(Collected data)
══════════

//! # asc-base
//!
//! Compiler core for ActionScript 3 and MXML: compilation units, name
//! resolution, the inter-unit dependency graph and incremental projects.
//!
//! ## Module Structure (dependency order)
//!
//! ```text
//! project → Workspace, projects, loaders, build targets
//!   ↓
//! hir     → Definitions, scopes, units and their requests, dependency graph
//!   ↓
//! syntax  → Outline parsers behind the SyntaxProvider seam
//!   ↓
//! base    → Primitives (QName, TextRange, LineIndex)
//! ```

// ============================================================================
// MODULES
// ============================================================================

/// Foundation types: QName, spans, line indexes
pub mod base;

/// Errors of fallible operations
pub mod error;

/// Outline syntax: AS3, MXML and resource bundle parsers
pub mod syntax;

/// Semantic model: definitions, scopes, units, dependency graph
pub mod hir;

/// Workspace, projects, loaders and targets
pub mod project;

// Re-export commonly needed items
pub use base::{LineCol, LineIndex, QName, TextRange, TextSize};
pub use error::{CompileError, Result};
pub use hir::{
    CompilationUnit, Definition, DefinitionKind, DependencyType, Problem, ProblemKind, UnitId,
    UnitKind,
};
pub use project::{Project, ProjectConfig, SwfTarget, Workspace};
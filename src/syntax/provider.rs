//! The syntax collaborator seam.
//!
//! The semantic core never parses text itself: compilation units hand their
//! source to a [`SyntaxProvider`] and consume the outline tree it returns.

use std::path::Path;

use smol_str::SmolStr;

use super::mxml::{parse_mxml, Manifests};
use super::parser::{parse_actionscript, Parse};
use super::properties::parse_properties;
use crate::base::QName;

/// Default base class of generated resource bundle classes.
pub const DEFAULT_BUNDLE_BASE: &str = "mx.resources.ResourceBundle";

/// Source language of a file, chosen by extension.
#[derive(Copy, Clone, Debug, PartialEq, Eq, Hash)]
pub enum SourceLanguage {
    ActionScript,
    Mxml,
    Properties,
}

impl SourceLanguage {
    pub fn from_path(path: &Path) -> Option<Self> {
        match path.extension()?.to_str()? {
            "as" => Some(Self::ActionScript),
            "mxml" => Some(Self::Mxml),
            "properties" => Some(Self::Properties),
            _ => None,
        }
    }
}

/// Everything a provider needs to parse one file.
#[derive(Clone, Copy, Debug)]
pub struct ParseInput<'a> {
    pub language: SourceLanguage,
    pub path: &'a Path,
    pub text: &'a str,
    /// Name the file is expected to declare, derived from its source root.
    pub expected_name: Option<&'a QName>,
    pub locale: &'a str,
}

impl ParseInput<'_> {
    fn stem(&self) -> &str {
        self.path
            .file_stem()
            .and_then(|stem| stem.to_str())
            .unwrap_or_default()
    }
}

/// Turns source text into an outline tree.
pub trait SyntaxProvider: Send + Sync {
    fn parse(&self, input: &ParseInput<'_>) -> Parse;
}

/// The built-in outline parser for ActionScript, MXML and resource bundles.
#[derive(Clone, Debug)]
pub struct OutlineSyntaxProvider {
    manifests: Manifests,
    bundle_base: SmolStr,
}

impl Default for OutlineSyntaxProvider {
    fn default() -> Self {
        Self {
            manifests: Manifests::new(),
            bundle_base: DEFAULT_BUNDLE_BASE.into(),
        }
    }
}

impl OutlineSyntaxProvider {
    pub fn new() -> Self {
        Self::default()
    }

    /// Register the component manifest for an MXML namespace URI.
    pub fn with_manifest<K, V>(
        mut self,
        uri: impl Into<SmolStr>,
        entries: impl IntoIterator<Item = (K, V)>,
    ) -> Self
    where
        K: Into<SmolStr>,
        V: Into<SmolStr>,
    {
        let manifest = self.manifests.entry(uri.into()).or_default();
        manifest.extend(entries.into_iter().map(|(k, v)| (k.into(), v.into())));
        self
    }

    pub fn with_manifests(mut self, manifests: Manifests) -> Self {
        self.manifests = manifests;
        self
    }

    pub fn with_bundle_base(mut self, base: impl Into<SmolStr>) -> Self {
        self.bundle_base = base.into();
        self
    }
}

impl SyntaxProvider for OutlineSyntaxProvider {
    fn parse(&self, input: &ParseInput<'_>) -> Parse {
        match input.language {
            SourceLanguage::ActionScript => parse_actionscript(input.text),
            SourceLanguage::Mxml => {
                let class = input
                    .expected_name
                    .cloned()
                    .unwrap_or_else(|| QName::top_level(input.stem()));
                parse_mxml(input.text, &class, &self.manifests)
            }
            SourceLanguage::Properties => {
                parse_properties(input.text, input.locale, input.stem(), &self.bundle_base)
            }
        }
    }
}

#[cfg(test)]
mod tests {
    use super::*;
    use crate::syntax::ast::Item;
    use rstest::rstest;

    #[rstest]
    #[case("src/pkg/A.as", Some(SourceLanguage::ActionScript))]
    #[case("src/Main.mxml", Some(SourceLanguage::Mxml))]
    #[case("locale/en_US/core.properties", Some(SourceLanguage::Properties))]
    #[case("README.md", None)]
    fn test_language_from_path(#[case] path: &str, #[case] expected: Option<SourceLanguage>) {
        assert_eq!(SourceLanguage::from_path(Path::new(path)), expected);
    }

    #[test]
    fn test_properties_bundle_named_from_stem_and_locale() {
        let provider = OutlineSyntaxProvider::new().with_bundle_base("custom.Bundle");
        let parse = provider.parse(&ParseInput {
            language: SourceLanguage::Properties,
            path: Path::new("locale/fr_FR/errors.properties"),
            text: "a=b\n",
            expected_name: None,
            locale: "fr_FR",
        });
        let package = parse.file.packages().next().unwrap();
        let Item::Class(class) = &package.items[0] else {
            panic!("expected class");
        };
        assert_eq!(class.name, "fr_FR$errors_properties");
        assert_eq!(class.extends.as_ref().unwrap().name, "custom.Bundle");
    }

    #[test]
    fn test_mxml_uses_expected_name() {
        let provider = OutlineSyntaxProvider::new()
            .with_manifest("urn:comps", [("Panel", "comps.Panel")]);
        let expected = QName::new("views", "Home");
        let parse = provider.parse(&ParseInput {
            language: SourceLanguage::Mxml,
            path: Path::new("src/views/Home.mxml"),
            text: r#"<c:Panel xmlns:c="urn:comps"/>"#,
            expected_name: Some(&expected),
            locale: "en_US",
        });
        let package = parse.file.packages().next().unwrap();
        assert_eq!(package.name, "views");
        let Item::Class(class) = &package.items[0] else {
            panic!("expected class");
        };
        assert_eq!(class.name, "Home");
        assert_eq!(class.extends.as_ref().unwrap().name, "comps.Panel");
    }
}
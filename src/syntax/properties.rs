//! Resource bundle outline for `.properties` files.
//!
//! A bundle compiles to a single top-level class `<locale>$<bundle>_properties`
//! extending the configured bundle base class. Values written as
//! `ClassReference("pkg.Name")` reference classes.

use smol_str::{format_smolstr, SmolStr};

use super::ast::*;
use super::parser::{Parse, SyntaxError};
use crate::base::{TextRange, TextSize};

/// One `key=value` entry.
#[derive(Clone, Debug, PartialEq, Eq)]
pub struct Property {
    pub key: SmolStr,
    pub value: String,
    /// Range of the value in the source text.
    pub value_range: TextRange,
}

/// Name of the class generated for `bundle` in `locale`.
pub fn bundle_class_name(locale: &str, bundle: &str) -> SmolStr {
    format_smolstr!("{locale}${bundle}_properties")
}

/// Split a properties file into entries.
///
/// Supports `=`, `:` and whitespace separators, `#`/`!` comments and trailing
/// backslash continuations.
pub fn read_properties(text: &str) -> (Vec<Property>, Vec<SyntaxError>) {
    let mut properties = Vec::new();
    let mut errors = Vec::new();

    let mut lines = logical_lines(text).into_iter();
    while let Some((start, line)) = lines.next() {
        let trimmed = line.trim_start();
        if trimmed.is_empty() || trimmed.starts_with('#') || trimmed.starts_with('!') {
            continue;
        }
        let lead = line.len() - trimmed.len();

        let key_end = trimmed
            .find(['=', ':', ' ', '\t'])
            .unwrap_or(trimmed.len());
        let key = trimmed[..key_end].trim_end();
        if key.is_empty() {
            errors.push(SyntaxError {
                message: "property without a key".into(),
                range: TextRange::at(
                    TextSize::from((start + lead) as u32),
                    TextSize::from(trimmed.len() as u32),
                ),
            });
            continue;
        }

        let rest = &trimmed[key_end..];
        let rest_trimmed = rest.trim_start_matches([' ', '\t']);
        let rest_trimmed = rest_trimmed
            .strip_prefix(['=', ':'])
            .unwrap_or(rest_trimmed)
            .trim_start_matches([' ', '\t']);
        let value_start = start + lead + key_end + (rest.len() - rest_trimmed.len());

        properties.push(Property {
            key: key.into(),
            value: rest_trimmed.to_string(),
            value_range: TextRange::at(
                TextSize::from(value_start as u32),
                TextSize::from(rest_trimmed.len() as u32),
            ),
        });
    }

    (properties, errors)
}

/// Join continuation lines. Each logical line keeps the offset of its first
/// physical line; continuation text is appended without the backslash.
fn logical_lines(text: &str) -> Vec<(usize, String)> {
    let mut out: Vec<(usize, String)> = Vec::new();
    let mut pending: Option<(usize, String)> = None;
    let mut offset = 0;

    for raw in text.split_inclusive('\n') {
        let line = raw.trim_end_matches(['\n', '\r']);
        let line_offset = offset;
        offset += raw.len();

        let (start, mut buffer) = match pending.take() {
            Some((start, mut buffer)) => {
                buffer.push_str(line.trim_start());
                (start, buffer)
            }
            None => (line_offset, line.to_string()),
        };

        let backslashes = buffer.chars().rev().take_while(|&c| c == '\\').count();
        if backslashes % 2 == 1 {
            buffer.pop();
            pending = Some((start, buffer));
        } else {
            out.push((start, buffer));
        }
    }
    if let Some(last) = pending {
        out.push(last);
    }
    out
}

/// Extract the class name from `ClassReference("pkg.Name")`.
fn class_reference(value: &str) -> Option<(usize, &str)> {
    let inner = value.trim().strip_prefix("ClassReference(")?.strip_suffix(')')?;
    let lead = value.len() - value.trim_start().len() + "ClassReference(".len();
    let quoted = inner.trim();
    let quote_lead = inner.len() - inner.trim_start().len();
    let name = quoted
        .strip_prefix('"')
        .and_then(|s| s.strip_suffix('"'))
        .or_else(|| quoted.strip_prefix('\'').and_then(|s| s.strip_suffix('\'')))?;
    Some((lead + quote_lead + 1, name.trim()))
}

/// Parse a resource bundle into its class outline.
pub(crate) fn parse_properties(text: &str, locale: &str, bundle: &str, base: &str) -> Parse {
    let (properties, errors) = read_properties(text);
    let end = TextSize::from(text.len() as u32);
    let whole = TextRange::new(TextSize::from(0), end);

    let mut references = BodyNode {
        range: whole,
        ..BodyNode::default()
    };
    for property in &properties {
        if let Some((offset, name)) = class_reference(&property.value) {
            if name.is_empty() {
                continue;
            }
            let start = property.value_range.start() + TextSize::from(offset as u32);
            references.references.push(ExprRefNode {
                chain: name.into(),
                is_call: false,
                range: TextRange::at(start, TextSize::from(name.len() as u32)),
            });
        }
    }

    let mut members = Vec::new();
    if !references.references.is_empty() {
        members.push(Item::Statements(references));
    }

    let class = ClassNode {
        name: bundle_class_name(locale, bundle),
        name_range: TextRange::empty(TextSize::from(0)),
        attributes: Attributes {
            namespace: NamespaceAttr::Public,
            ..Attributes::default()
        },
        meta: Vec::new(),
        extends: Some(TypeRefNode::new(base, TextRange::empty(TextSize::from(0)))),
        implements: Vec::new(),
        members,
        range: whole,
    };

    Parse {
        file: FileNode::new(vec![Item::Package(PackageNode {
            name: SmolStr::default(),
            items: vec![Item::Class(class)],
            range: whole,
        })]),
        errors,
    }
}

══════════

Task objective:
Go through the entries and copy each line holding the string "core".

Response to this task:
//! Compiler core for ActionScript 3 and MXML: compilation units, name
//! The semantic core never parses text itself: compilation units hand their
    #[case("locale/en_US/core.properties", Some(SourceLanguage::Properties))]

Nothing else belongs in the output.